Footprint-based functional analysis of multiomic data

Abstract

Omic technologies allow us to generate extensive data, including transcriptomic, proteomic, phosphoproteomic and metabolomic. These data can be used to study signal transduction, gene regulation and metabolism. In this review, we summarise resources and methods to analysis these types of data. We focus on methods developed to recover functional insights using footprints. Footprints are signatures defined by the effect of molecules or processes of interest. They integrate information from multiple measurements whose abundances are under the influence of a common regulator. For example, transcripts controlled by a transcription factor or peptides phosphorylated by a kinase. Footprints can also be generalised across multiple types of omic data. Thus, we also present methods to integrate multiple types of omic data and features (such as the ones derived from footprints) together. We highlight some examples of studies that leverage such approaches to discover new biological mechanisms.

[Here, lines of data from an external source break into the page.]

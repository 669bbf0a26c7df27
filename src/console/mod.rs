//! Text console for the operator.
//!
//! The console only reads shared state and queues operator intents; it never
//! touches the transport.

pub mod printer;

use std::fmt;
use std::ops::ControlFlow;

use crate::leaderboard::LEADERBOARD_CAPACITY;
use crate::session::Tuner;
use crate::state::{LinkStatus, Snapshot};

pub use printer::{ColoredText, Printer, PrinterColor};

/// Lines understood by the console.
#[derive(Debug, Clone, Copy, PartialEq, Eq)]
pub enum ConsoleCommand {
    /// Toggle the motor driver.
    Bridge,
    /// Start automatic tuning.
    Start,
    /// Stop automatic tuning.
    Stop,
    /// Print the current state.
    Status,
    /// List commands.
    Help,
    /// Shut down and leave.
    Exit,
}

impl fmt::Display for ConsoleCommand {
    fn fmt(&self, f: &mut fmt::Formatter<'_>) -> fmt::Result {
        match self {
            Self::Bridge => write!(f, "bridge"),
            Self::Start => write!(f, "start"),
            Self::Stop => write!(f, "stop"),
            Self::Status => write!(f, "status"),
            Self::Help => write!(f, "help"),
            Self::Exit => write!(f, "exit"),
        }
    }
}

/// Parse one console line. Case and surrounding whitespace are ignored.
pub fn parse_command(line: &str) -> Option<ConsoleCommand> {
    match line.trim().to_ascii_lowercase().as_str() {
        "bridge" | "b" | "toggle" => Some(ConsoleCommand::Bridge),
        "start" | "tune" => Some(ConsoleCommand::Start),
        "stop" | "halt" => Some(ConsoleCommand::Stop),
        "status" | "s" | "" => Some(ConsoleCommand::Status),
        "help" | "h" | "?" => Some(ConsoleCommand::Help),
        "exit" | "quit" | "q" => Some(ConsoleCommand::Exit),
        _ => None,
    }
}

pub const HELP: &str = "\
commands:
  bridge   toggle the Multi-Halfbridge on or off
  start    start automatic tuning
  stop     stop automatic tuning
  status   show angle, gains and best combinations
  exit     stop everything and quit";

/// Act on a parsed line. `Break` means the console should exit; the caller
/// then awaits [`Tuner::exit`].
pub fn dispatch(tuner: &Tuner, command: ConsoleCommand, printer: &Printer) -> ControlFlow<()> {
    match command {
        ConsoleCommand::Bridge => tuner.toggle_actuator(),
        ConsoleCommand::Start => tuner.start_tuning(),
        ConsoleCommand::Stop => tuner.stop_tuning(),
        ConsoleCommand::Status => print_status(&tuner.view().snapshot(), printer),
        ConsoleCommand::Help => println!("{HELP}"),
        ConsoleCommand::Exit => return ControlFlow::Break(()),
    }
    ControlFlow::Continue(())
}

/// Build the status panel, one entry per output line.
pub fn render_status(snapshot: &Snapshot) -> Vec<Vec<ColoredText>> {
    let mut lines = Vec::new();

    let angle = match snapshot.latest_angle {
        Some(angle) => format!("Angle: {angle:?}"),
        None => "Angle: -".to_string(),
    };
    lines.push(vec![ColoredText::new(angle, PrinterColor::BoldWhite)]);

    let gains = match &snapshot.tuning.current_gains {
        Some(gains) => gains.to_string(),
        None => "kp: -, ki: -, kd: -, alpha: -".to_string(),
    };
    lines.push(vec![ColoredText::new(gains, PrinterColor::White)]);

    let (bridge, bridge_color) = if snapshot.actuator.is_engaged() {
        ("ON", PrinterColor::Green)
    } else {
        ("OFF", PrinterColor::Red)
    };
    lines.push(vec![
        ColoredText::new("Multi-Halfbridge: ", PrinterColor::White),
        ColoredText::new(bridge, bridge_color),
    ]);

    let tuning = if snapshot.tuning.active {
        ColoredText::new(
            format!("running (iteration {})", snapshot.tuning.iteration_count),
            PrinterColor::Yellow,
        )
    } else {
        ColoredText::new("idle", PrinterColor::White)
    };
    lines.push(vec![ColoredText::new("Tuning: ", PrinterColor::White), tuning]);

    if let LinkStatus::Faulted(reason) = &snapshot.link {
        lines.push(vec![ColoredText::new(
            format!("Link faulted: {reason}"),
            PrinterColor::BoldRed,
        )]);
    }

    lines.push(vec![ColoredText::new(
        "Best Combinations:",
        PrinterColor::BoldCyan,
    )]);
    for rank in 0..LEADERBOARD_CAPACITY {
        let text = match snapshot.leaderboard.get(rank) {
            Some(trial) => format!("{}. {}, error: {:.2}", rank + 1, trial.gains, trial.error),
            None => format!("{}. -", rank + 1),
        };
        lines.push(vec![ColoredText::new(text, PrinterColor::White)]);
    }

    lines.push(vec![ColoredText::new(
        format!(
            "Frames: {} accepted, {} rejected",
            snapshot.telemetry.accepted, snapshot.telemetry.rejected
        ),
        PrinterColor::White,
    )]);
    lines
}

pub fn print_status(snapshot: &Snapshot, printer: &Printer) {
    for line in render_status(snapshot) {
        printer.print_colored(&line);
    }
}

Keywords: Data analysis; Footprint; Functional; Integration; Mechanistic; Metabolomics; Multi-omics; Phosphoproteomics; Proteomics; Trans-omics; Transcriptomics.

Graphical abstract

Figure 1

From pathway to footprint for functional analysis of omic data. (a, b) Schematic representation of the interactions between signalling, gene regulation and metabolism. The main types of omic data to study are highlighted. (c) A certain pathway (green) and the potential footprint of perturbing this pathway (blue). The question marks represent the uncertainty of the functionality of interaction in the pathway in a specific context.

Figure 2

Comparison between pathway and kinase enrichment analysis. (a) Simplified representation of the fundamental idea of statistical enrichment analysis. Pathways, gene annotation and enzyme targets are sets of molecular features. The goal of an enrichment analysis is to characterise the significance of an overall change of each set compared to the rest of all measured molecular features in a specific condition. (b) In a classic pathway enrichment analysis, the features used to compute the enrichment scores are the members of the pathway itself. In contrast, a kinase enrichment analysis computes the enrichment score with targets of the kinase, but not the kinase itself. The same principle applies for transcription factor and pathway footprint enrichment analysis. GSEA, gene set enrichment analysis; PAGE, parametric analysis of gene set enrichment.

Figure 3

Example of kinase activity estimation with statistical enrichment analysis. Consider an experiment where the changes in phosphosite abundance were measured between two specific conditions. Given a kinase K that can phosphorylate six phosphosites (a, b, c, d, e, f), one could assume that the changes in abundance of the six phosphosites mirror changes in the activity of kinase K. To estimate this change of activity, the statistics (t-values in this example) associated with the change of abundance of the six targets of kinase K are summarised (using e.g. mean or variance). This summary statistic is called the enrichment score. Then, we need to estimate whether this enrichment score is significantly different from what would be expected from any given set of six phosphosites. To this end, six phosphosites are sampled randomly n times from all the phosphosites available in this study to generate a null distribution of enrichment scores. The enrichment score of kinase K is then normalised with this distribution. Thus, the resulting normalised enrichment score represents how extreme the change in the activity of kinase K is compared with possible kinases randomly associated to phosphosites.

Figure 4

Summarised representation of the multiomic analysis workflow. On the left, statistical enrichment analysis is used to estimate activity of kinases, transcription factors and pathways. Then, multiple types of omic data can be connected together with these activities by correlation/regression methods. They can also be combined with prior knowledge network through network contextualisation methods (optimisation, graph theory and mapping). Finally, the output of network contextualisation and correlation-based methods can be used, independently or combined, to generate multiomic context-specific networks.